Dinara Saduakassova (born 31 October 1996) is a Kazakh chess player who holds the FIDE titles of International Master (IM) and Woman Grandmaster (WGM).

Career
Born in Astana, Kazakhstan, she won the World Youth Chess Championship twice, in the girls under-14 category in 2010 and girls under-18 in 2014.

When she participated in the 2012 Olympiad in Istanbul, she was, at the age of fifteen, the youngest player, and her performance there resulted in her being awarded the Woman Grand Master title. That same year, she shared first place at the Moscow Open.

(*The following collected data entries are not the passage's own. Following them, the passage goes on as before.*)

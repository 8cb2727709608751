//! Listing view model: content state, grid layout, and pagination.

use estate_model::{PaginatedResult, Property};

use crate::format::format_price;

/// Shown on a card whose property has no name.
pub const UNNAMED_PROPERTY: &str = "Unnamed property";

/// Shown on a card whose property has no address.
pub const ADDRESS_UNAVAILABLE: &str = "Address not available";

/// Shown when a fetch succeeded with no items.
pub const EMPTY_MESSAGE: &str = "No properties found";

/// Shown when the list could not be loaded.
pub const LOAD_FAILED_MESSAGE: &str = "Could not load properties";

/// What the listing area displays.
#[derive(Debug, Clone, PartialEq)]
pub enum ListingContent<'a> {
    /// A fetch is in flight. Nothing else is shown.
    Loading,
    /// The last fetch failed.
    Failed,
    /// The fetch returned no items.
    Empty,
    /// One card per item, in display order.
    Populated(Vec<&'a Property>),
}

impl<'a> ListingContent<'a> {
    /// Pick the state for the given inputs. Loading wins over everything.
    pub fn new(loading: bool, failed: bool, items: Vec<&'a Property>) -> Self {
        if loading {
            Self::Loading
        } else if failed {
            Self::Failed
        } else if items.is_empty() {
            Self::Empty
        } else {
            Self::Populated(items)
        }
    }

    /// Identifiers keying the rendered cards, in order.
    pub fn card_keys(&self) -> Vec<&'a str> {
        match self {
            Self::Populated(items) => items.iter().copied().map(|p| p.id.as_str()).collect(),
            _ => Vec::new(),
        }
    }
}

/// Number of grid columns for a viewport width, in logical pixels.
pub fn grid_columns(width: f32) -> usize {
    match width {
        w if w >= 992.0 => 4,
        w if w >= 768.0 => 3,
        w if w >= 576.0 => 2,
        _ => 1,
    }
}

/// Text shown on a property card.
#[derive(Debug, Clone, PartialEq, Eq)]
pub struct CardText<'a> {
    /// Identifier used as the card key and navigation target.
    pub id: &'a str,
    /// Name or [`UNNAMED_PROPERTY`].
    pub name: &'a str,
    /// Address or [`ADDRESS_UNAVAILABLE`].
    pub address: &'a str,
    /// Price formatted in pesos.
    pub price: String,
}

impl<'a> CardText<'a> {
    /// Build card text for a property.
    pub fn new(property: &'a Property) -> Self {
        Self {
            id: &property.id,
            name: non_blank(&property.name).unwrap_or(UNNAMED_PROPERTY),
            address: non_blank(&property.address).unwrap_or(ADDRESS_UNAVAILABLE),
            price: format_price(property.price),
        }
    }
}

fn non_blank(value: &str) -> Option<&str> {
    (!value.trim().is_empty()).then_some(value)
}

/// Result count header: `1 property found` / `12 properties found`.
pub fn count_label(total: u64) -> String {
    if total == 1 {
        "1 property found".to_string()
    } else {
        format!("{total} properties found")
    }
}

/// Pagination summary: `13-14 of 14 properties`.
pub fn range_label(page: &PaginatedResult) -> String {
    format!(
        "{}-{} of {} properties",
        page.range_start(),
        page.range_end(),
        page.total_count
    )
}

/// One entry of the page button strip.
#[derive(Debug, Clone, Copy, PartialEq, Eq)]
pub enum PageItem {
    /// A numbered page button.
    Page(u32),
    /// A gap of two or more hidden pages.
    Ellipsis,
}

/// Pages always shown on each side of the current page.
const PAGE_WINDOW: u32 = 2;

/// Build the page strip for `current` out of `total` pages.
///
/// The first and last pages are always present, plus a window around the
/// current page. A gap of a single page shows that page instead of an
/// ellipsis.
pub fn page_items(current: u32, total: u32) -> Vec<PageItem> {
    if total == 0 {
        return Vec::new();
    }
    let current = current.clamp(1, total);
    let start = current.saturating_sub(PAGE_WINDOW).max(1);
    let end = (current + PAGE_WINDOW).min(total);

    let mut pages = vec![1];
    pages.extend(start..=end);
    pages.push(total);
    pages.sort_unstable();
    pages.dedup();

    let mut items = Vec::with_capacity(pages.len() + 2);
    let mut previous = 0;
    for page in pages {
        match page - previous {
            1 => {}
            2 => items.push(PageItem::Page(previous + 1)),
            _ => items.push(PageItem::Ellipsis),
        }
        items.push(PageItem::Page(page));
        previous = page;
    }
    items
}

#[cfg(test)]
mod tests {
    use super::*;
    use PageItem::{Ellipsis, Page};

    fn properties() -> Vec<Property> {
        vec![
            Property::new("a", "Casa", 3.0),
            Property::new("b", "Lote", 1.0),
            Property::new("c", "Finca", 2.0),
        ]
    }

    #[test]
    fn test_loading_wins() {
        let items = properties();
        let content = ListingContent::new(true, false, items.iter().collect());
        assert_eq!(content, ListingContent::Loading);
        assert!(content.card_keys().is_empty());
    }

    #[test]
    fn test_empty_and_failed() {
        assert_eq!(ListingContent::new(false, false, Vec::new()), ListingContent::Empty);
        assert_eq!(ListingContent::new(false, true, Vec::new()), ListingContent::Failed);
    }

    #[test]
    fn test_populated_keys_follow_items() {
        let items = properties();
        let content = ListingContent::new(false, false, items.iter().collect());
        assert_eq!(content.card_keys(), ["a", "b", "c"]);
    }

    #[test]
    fn test_grid_columns() {
        assert_eq!(grid_columns(400.0), 1);
        assert_eq!(grid_columns(576.0), 2);
        assert_eq!(grid_columns(800.0), 3);
        assert_eq!(grid_columns(1280.0), 4);
    }

    #[test]
    fn test_card_fallbacks() {
        let mut property = Property::new("x", "", 150_000_000.0);
        property.address = " ".to_string();
        let card = CardText::new(&property);
        assert_eq!(card.name, UNNAMED_PROPERTY);
        assert_eq!(card.address, ADDRESS_UNAVAILABLE);
        assert_eq!(card.price, "$ 150.000.000");
    }

    #[test]
    fn test_count_label() {
        assert_eq!(count_label(0), "0 properties found");
        assert_eq!(count_label(1), "1 property found");
        assert_eq!(count_label(14), "14 properties found");
    }

    #[test]
    fn test_page_items_small() {
        assert_eq!(page_items(1, 1), [Page(1)]);
        assert_eq!(page_items(2, 4), [Page(1), Page(2), Page(3), Page(4)]);
        assert!(page_items(1, 0).is_empty());
    }

    #[test]
    fn test_page_items_with_ellipsis() {
        assert_eq!(
            page_items(1, 10),
            [Page(1), Page(2), Page(3), Ellipsis, Page(10)]
        );
        assert_eq!(
            page_items(6, 10),
            [Page(1), Ellipsis, Page(4), Page(5), Page(6), Page(7), Page(8), Page(9), Page(10)]
        );
        assert_eq!(
            page_items(5, 10),
            [Page(1), Page(2), Page(3), Page(4), Page(5), Page(6), Page(7), Ellipsis, Page(10)]
        );
    }
}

She played for the Kazakhstani national team in four Women's Chess Olympiads (2008, 2010, 2012, and 2014); at the Olympiad in 2014, the team got the 6th place. She played in two Women's World Team Chess Championships (2013 and 2015) and three Women's Asian Nations Cups (2012, 2014, and 2016); the team won the bronze medal in the 2016 Women's Asian Nations Cup in Abu Dhabi. She also played with a national team in the 2011 World Youth Under-16 Chess Olympiad. In 2015 Saduakassova played for Macedonian team "Gambit Asseco SEE" that won the silver medal in the Women's European Club Cup in Skopje.

In August 2016, Saduakassova won the World Junior Girls Championship in Bhubaneswar, India. She participated in the Women's World Chess Championship 2017, losing to Harika Dronavalli in the second round. She also gained the International Master title that year.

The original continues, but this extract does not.